§ DIRECTIONS FOR THIS TASK
Print the data exactly, leaving nothing out.

═══ THE INPUT ═══

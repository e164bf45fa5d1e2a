//! Vector Store using Qdrant
//!
//! Dense vector storage and similarity search over the knowledge base.

use async_trait::async_trait;
use qdrant_client::{
    qdrant::{
        value::Kind, CreateCollectionBuilder, Distance, PointStruct, ScoredPoint,
        SearchPointsBuilder, UpsertPointsBuilder, VectorParamsBuilder,
    },
    Qdrant,
};
use std::collections::HashMap;
use uuid::Uuid;

use hermes_config::constants::{embeddings, endpoints, rag};
use hermes_config::{EmbeddingsConfig, RagConfig};
use hermes_core::{KnowledgeDocument, KnowledgeSearch};

use crate::knowledge_loader::{KnowledgeEntry, KnowledgeIndex};
use crate::RagError;

/// Vector store configuration
#[derive(Debug, Clone)]
pub struct VectorStoreConfig {
    pub endpoint: String,
    pub collection: String,
    pub vector_dim: usize,
    pub distance: VectorDistance,
    pub api_key: Option<String>,
}

impl Default for VectorStoreConfig {
    fn default() -> Self {
        Self {
            endpoint: endpoints::QDRANT_DEFAULT.to_string(),
            collection: rag::DEFAULT_COLLECTION.to_string(),
            vector_dim: embeddings::DEFAULT_DIM,
            distance: VectorDistance::Cosine,
            api_key: None,
        }
    }
}

impl VectorStoreConfig {
    pub fn from_settings(rag: &RagConfig, embeddings: &EmbeddingsConfig) -> Self {
        Self {
            endpoint: rag.qdrant_endpoint.clone(),
            collection: rag.qdrant_collection.clone(),
            vector_dim: embeddings.dimension,
            distance: VectorDistance::Cosine,
            api_key: rag.qdrant_api_key.clone(),
        }
    }
}

/// Distance metric
#[derive(Debug, Clone, Copy, PartialEq, Eq)]
pub enum VectorDistance {
    Cosine,
    Euclidean,
    DotProduct,
}

impl From<VectorDistance> for Distance {
    fn from(d: VectorDistance) -> Self {
        match d {
            VectorDistance::Cosine => Distance::Cosine,
            VectorDistance::Euclidean => Distance::Euclid,
            VectorDistance::DotProduct => Distance::Dot,
        }
    }
}

/// Qdrant point id for a knowledge entry id
///
/// Qdrant only accepts UUIDs or integers, so string ids are mapped through a
/// name-based UUID and the original id is kept in the payload.
fn point_id(doc_id: &str) -> String {
    Uuid::new_v5(&Uuid::NAMESPACE_OID, doc_id.as_bytes()).to_string()
}

/// Build a knowledge document from a scored point's payload
fn document_from_point(point: ScoredPoint) -> KnowledgeDocument {
    let mut fields: HashMap<String, String> = HashMap::new();
    for (k, v) in point.payload {
        if let Some(Kind::StringValue(s)) = v.kind {
            fields.insert(k, s);
        }
    }

    let mut take = |key: &str| fields.remove(key).unwrap_or_default();
    KnowledgeDocument {
        id: take("doc_id"),
        title: take("title"),
        content: take("content"),
        category: take("category"),
        similarity: point.score,
    }
}

/// Qdrant-backed knowledge store
pub struct VectorStore {
    client: Qdrant,
    config: VectorStoreConfig,
}

impl VectorStore {
    pub async fn new(config: VectorStoreConfig) -> Result<Self, RagError> {
        let mut builder = Qdrant::from_url(&config.endpoint);

        if let Some(ref api_key) = config.api_key {
            builder = builder.api_key(api_key.clone());
            tracing::info!("Qdrant connection using API key authentication");
        }

        let client = builder
            .build()
            .map_err(|e| RagError::Connection(e.to_string()))?;

        Ok(Self { client, config })
    }

    /// Create collection if not exists
    pub async fn ensure_collection(&self) -> Result<(), RagError> {
        let exists = self
            .client
            .collection_exists(&self.config.collection)
            .await
            .map_err(|e| RagError::VectorStore(e.to_string()))?;

        if !exists {
            self.client
                .create_collection(
                    CreateCollectionBuilder::new(&self.config.collection).vectors_config(
                        VectorParamsBuilder::new(
                            self.config.vector_dim as u64,
                            Distance::from(self.config.distance),
                        ),
                    ),
                )
                .await
                .map_err(|e| RagError::VectorStore(e.to_string()))?;

            tracing::info!(collection = %self.config.collection, "Created Qdrant collection");
        }

        Ok(())
    }

    /// Search by vector, returning at most `top_k` points above `threshold`
    pub async fn search_points(
        &self,
        query_embedding: &[f32],
        threshold: f32,
        top_k: usize,
    ) -> Result<Vec<KnowledgeDocument>, RagError> {
        let request = SearchPointsBuilder::new(
            &self.config.collection,
            query_embedding.to_vec(),
            top_k as u64,
        )
        .score_threshold(threshold)
        .with_payload(true);

        let results = self
            .client
            .search_points(request)
            .await
            .map_err(|e| RagError::Search(e.to_string()))?;

        let mut documents: Vec<KnowledgeDocument> = results
            .result
            .into_iter()
            .map(document_from_point)
            .filter(|doc| doc.similarity >= threshold)
            .collect();

        // Qdrant already orders by score; keep the contract explicit
        documents.sort_by(|a, b| b.similarity.total_cmp(&a.similarity));
        documents.truncate(top_k);

        Ok(documents)
    }
}

#[async_trait]
impl KnowledgeIndex for VectorStore {
    async fn upsert(
        &self,
        entries: &[KnowledgeEntry],
        embeddings: &[Vec<f32>],
    ) -> Result<(), RagError> {
        if entries.len() != embeddings.len() {
            return Err(RagError::VectorStore(
                "Document and embedding count mismatch".to_string(),
            ));
        }

        let points: Vec<PointStruct> = entries
            .iter()
            .zip(embeddings.iter())
            .map(|(entry, emb)| {
                let mut payload: HashMap<String, qdrant_client::qdrant::Value> = HashMap::new();
                payload.insert("doc_id".to_string(), entry.id.clone().into());
                payload.insert("title".to_string(), entry.title.clone().into());
                payload.insert("content".to_string(), entry.content.clone().into());
                payload.insert("category".to_string(), entry.category.clone().into());

                PointStruct::new(point_id(&entry.id), emb.clone(), payload)
            })
            .collect();

        self.client
            .upsert_points(UpsertPointsBuilder::new(&self.config.collection, points))
            .await
            .map_err(|e| RagError::VectorStore(e.to_string()))?;

        Ok(())
    }
}

#[async_trait]
impl KnowledgeSearch for VectorStore {
    async fn search(
        &self,
        query_embedding: &[f32],
        similarity_threshold: f32,
        max_results: usize,
    ) -> hermes_core::Result<Vec<KnowledgeDocument>> {
        self.search_points(query_embedding, similarity_threshold, max_results)
            .await
            .map_err(Into::into)
    }
}

#[cfg(test)]
mod tests {
    use super::*;

    #[test]
    fn test_config_default() {
        let config = VectorStoreConfig::default();
        assert_eq!(config.vector_dim, 1536);
        assert_eq!(config.collection, "hermes_knowledge");
        assert_eq!(config.distance, VectorDistance::Cosine);
    }

    #[test]
    fn test_point_id_is_stable_uuid() {
        let a = point_id("landing");
        assert_eq!(a, point_id("landing"));
        assert_ne!(a, point_id("ecommerce"));
        assert!(Uuid::parse_str(&a).is_ok());
    }

    #[test]
    fn test_document_from_point() {
        let mut payload: HashMap<String, qdrant_client::qdrant::Value> = HashMap::new();
        payload.insert("doc_id".to_string(), "landing".to_string().into());
        payload.insert("title".to_string(), "Landing Pages".to_string().into());
        payload.insert("content".to_string(), "Desde $120.000".to_string().into());
        payload.insert("category".to_string(), "servicios".to_string().into());

        let point = ScoredPoint {
            payload,
            score: 0.82,
            ..Default::default()
        };
        let doc = document_from_point(point);
        assert_eq!(doc.id, "landing");
        assert_eq!(doc.title, "Landing Pages");
        assert_eq!(doc.category, "servicios");
        assert!((doc.similarity - 0.82).abs() < 1e-6);
    }
}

═══

§ REPLY
repository e164bf45fa5d1e2a
//! Vector Store using Qdrant
//!
//! Dense vector storage and similarity search over the knowledge base.

use async_trait::async_trait;
use qdrant_client::{
    qdrant::{
        value::Kind, CreateCollectionBuilder, Distance, PointStruct, ScoredPoint,
        SearchPointsBuilder, UpsertPointsBuilder, VectorParamsBuilder,
    },
    Qdrant,
};
use std::collections::HashMap;
use uuid::Uuid;

use hermes_config::constants::{embeddings, endpoints, rag};
use hermes_config::{EmbeddingsConfig, RagConfig};
use hermes_core::{KnowledgeDocument, KnowledgeSearch};

use crate::knowledge_loader::{KnowledgeEntry, KnowledgeIndex};
use crate::RagError;

/// Vector store configuration
#[derive(Debug, Clone)]
pub struct VectorStoreConfig {
    pub endpoint: String,
    pub collection: String,
    pub vector_dim: usize,
    pub distance: VectorDistance,
    pub api_key: Option<String>,
}

impl Default for VectorStoreConfig {
    fn default() -> Self {
        Self {
            endpoint: endpoints::QDRANT_DEFAULT.to_string(),
            collection: rag::DEFAULT_COLLECTION.to_string(),
            vector_dim: embeddings::DEFAULT_DIM,
            distance: VectorDistance::Cosine,
            api_key: None,
        }
    }
}

impl VectorStoreConfig {
    pub fn from_settings(rag: &RagConfig, embeddings: &EmbeddingsConfig) -> Self {
        Self {
            endpoint: rag.qdrant_endpoint.clone(),
            collection: rag.qdrant_collection.clone(),
            vector_dim: embeddings.dimension,
            distance: VectorDistance::Cosine,
            api_key: rag.qdrant_api_key.clone(),
        }
    }
}

/// Distance metric
#[derive(Debug, Clone, Copy, PartialEq, Eq)]
pub enum VectorDistance {
    Cosine,
    Euclidean,
    DotProduct,
}

impl From<VectorDistance> for Distance {
    fn from(d: VectorDistance) -> Self {
        match d {
            VectorDistance::Cosine => Distance::Cosine,
            VectorDistance::Euclidean => Distance::Euclid,
            VectorDistance::DotProduct => Distance::Dot,
        }
    }
}

/// Qdrant point id for a knowledge entry id
///
/// Qdrant only accepts UUIDs or integers, so string ids are mapped through a
/// name-based UUID and the original id is kept in the payload.
fn point_id(doc_id: &str) -> String {
    Uuid::new_v5(&Uuid::NAMESPACE_OID, doc_id.as_bytes()).to_string()
}

/// Build a knowledge document from a scored point's payload
fn document_from_point(point: ScoredPoint) -> KnowledgeDocument {
    let mut fields: HashMap<String, String> = HashMap::new();
    for (k, v) in point.payload {
        if let Some(Kind::StringValue(s)) = v.kind {
            fields.insert(k, s);
        }
    }

    let mut take = |key: &str| fields.remove(key).unwrap_or_default();
    KnowledgeDocument {
        id: take("doc_id"),
        title: take("title"),
        content: take("content"),
        category: take("category"),
        similarity: point.score,
    }
}

/// Qdrant-backed knowledge store
pub struct VectorStore {
    client: Qdrant,
    config: VectorStoreConfig,
}

impl VectorStore {
    pub async fn new(config: VectorStoreConfig) -> Result<Self, RagError> {
        let mut builder = Qdrant::from_url(&config.endpoint);

        if let Some(ref api_key) = config.api_key {
            builder = builder.api_key(api_key.clone());
            tracing::info!("Qdrant connection using API key authentication");
        }

        let client = builder
            .build()
            .map_err(|e| RagError::Connection(e.to_string()))?;

        Ok(Self { client, config })
    }

    /// Create collection if not exists
    pub async fn ensure_collection(&self) -> Result<(), RagError> {
        let exists = self
            .client
            .collection_exists(&self.config.collection)
            .await
            .map_err(|e| RagError::VectorStore(e.to_string()))?;

        if !exists {
            self.client
                .create_collection(
                    CreateCollectionBuilder::new(&self.config.collection).vectors_config(
                        VectorParamsBuilder::new(
                            self.config.vector_dim as u64,
                            Distance::from(self.config.distance),
                        ),
                    ),
                )
                .await
                .map_err(|e| RagError::VectorStore(e.to_string()))?;

            tracing::info!(collection = %self.config.collection, "Created Qdrant collection");
        }

        Ok(())
    }

    /// Search by vector, returning at most `top_k` points above `threshold`
    pub async fn search_points(
        &self,
        query_embedding: &[f32],
        threshold: f32,
        top_k: usize,
    ) -> Result<Vec<KnowledgeDocument>, RagError> {
        let request = SearchPointsBuilder::new(
            &self.config.collection,
            query_embedding.to_vec(),
            top_k as u64,
        )
        .score_threshold(threshold)
        .with_payload(true);

        let results = self
            .client
            .search_points(request)
            .await
            .map_err(|e| RagError::Search(e.to_string()))?;

        let mut documents: Vec<KnowledgeDocument> = results
            .result
            .into_iter()
            .map(document_from_point)
            .filter(|doc| doc.similarity >= threshold)
            .collect();

        // Qdrant already orders by score; keep the contract explicit
        documents.sort_by(|a, b| b.similarity.total_cmp(&a.similarity));
        documents.truncate(top_k);

        Ok(documents)
    }
}

#[async_trait]
impl KnowledgeIndex for VectorStore {
    async fn upsert(
        &self,
        entries: &[KnowledgeEntry],
        embeddings: &[Vec<f32>],
    ) -> Result<(), RagError> {
        if entries.len() != embeddings.len() {
            return Err(RagError::VectorStore(
                "Document and embedding count mismatch".to_string(),
            ));
        }

        let points: Vec<PointStruct> = entries
            .iter()
            .zip(embeddings.iter())
            .map(|(entry, emb)| {
                let mut payload: HashMap<String, qdrant_client::qdrant::Value> = HashMap::new();
                payload.insert("doc_id".to_string(), entry.id.clone().into());
                payload.insert("title".to_string(), entry.title.clone().into());
                payload.insert("content".to_string(), entry.content.clone().into());
                payload.insert("category".to_string(), entry.category.clone().into());

                PointStruct::new(point_id(&entry.id), emb.clone(), payload)
            })
            .collect();

        self.client
            .upsert_points(UpsertPointsBuilder::new(&self.config.collection, points))
            .await
            .map_err(|e| RagError::VectorStore(e.to_string()))?;

        Ok(())
    }
}

#[async_trait]
impl KnowledgeSearch for VectorStore {
    async fn search(
        &self,
        query_embedding: &[f32],
        similarity_threshold: f32,
        max_results: usize,
    ) -> hermes_core::Result<Vec<KnowledgeDocument>> {
        self.search_points(query_embedding, similarity_threshold, max_results)
            .await
            .map_err(Into::into)
    }
}

#[cfg(test)]
mod tests {
    use super::*;

    #[test]
    fn test_config_default() {
        let config = VectorStoreConfig::default();
        assert_eq!(config.vector_dim, 1536);
        assert_eq!(config.collection, "hermes_knowledge");
        assert_eq!(config.distance, VectorDistance::Cosine);
    }

    #[test]
    fn test_point_id_is_stable_uuid() {
        let a = point_id("landing");
        assert_eq!(a, point_id("landing"));
        assert_ne!(a, point_id("ecommerce"));
        assert!(Uuid::parse_str(&a).is_ok());
    }

    #[test]
    fn test_document_from_point() {
        let mut payload: HashMap<String, qdrant_client::qdrant::Value> = HashMap::new();
        payload.insert("doc_id".to_string(), "landing".to_string().into());
        payload.insert("title".to_string(), "Landing Pages".to_string().into());
        payload.insert("content".to_string(), "Desde $120.000".to_string().into());
        payload.insert("category".to_string(), "servicios".to_string().into());

        let point = ScoredPoint {
            payload,
            score: 0.82,
            ..Default::default()
        };
        let doc = document_from_point(point);
        assert_eq!(doc.id, "landing");
        assert_eq!(doc.title, "Landing Pages");
        assert_eq!(doc.category, "servicios");
        assert!((doc.similarity - 0.82).abs() < 1e-6);
    }
}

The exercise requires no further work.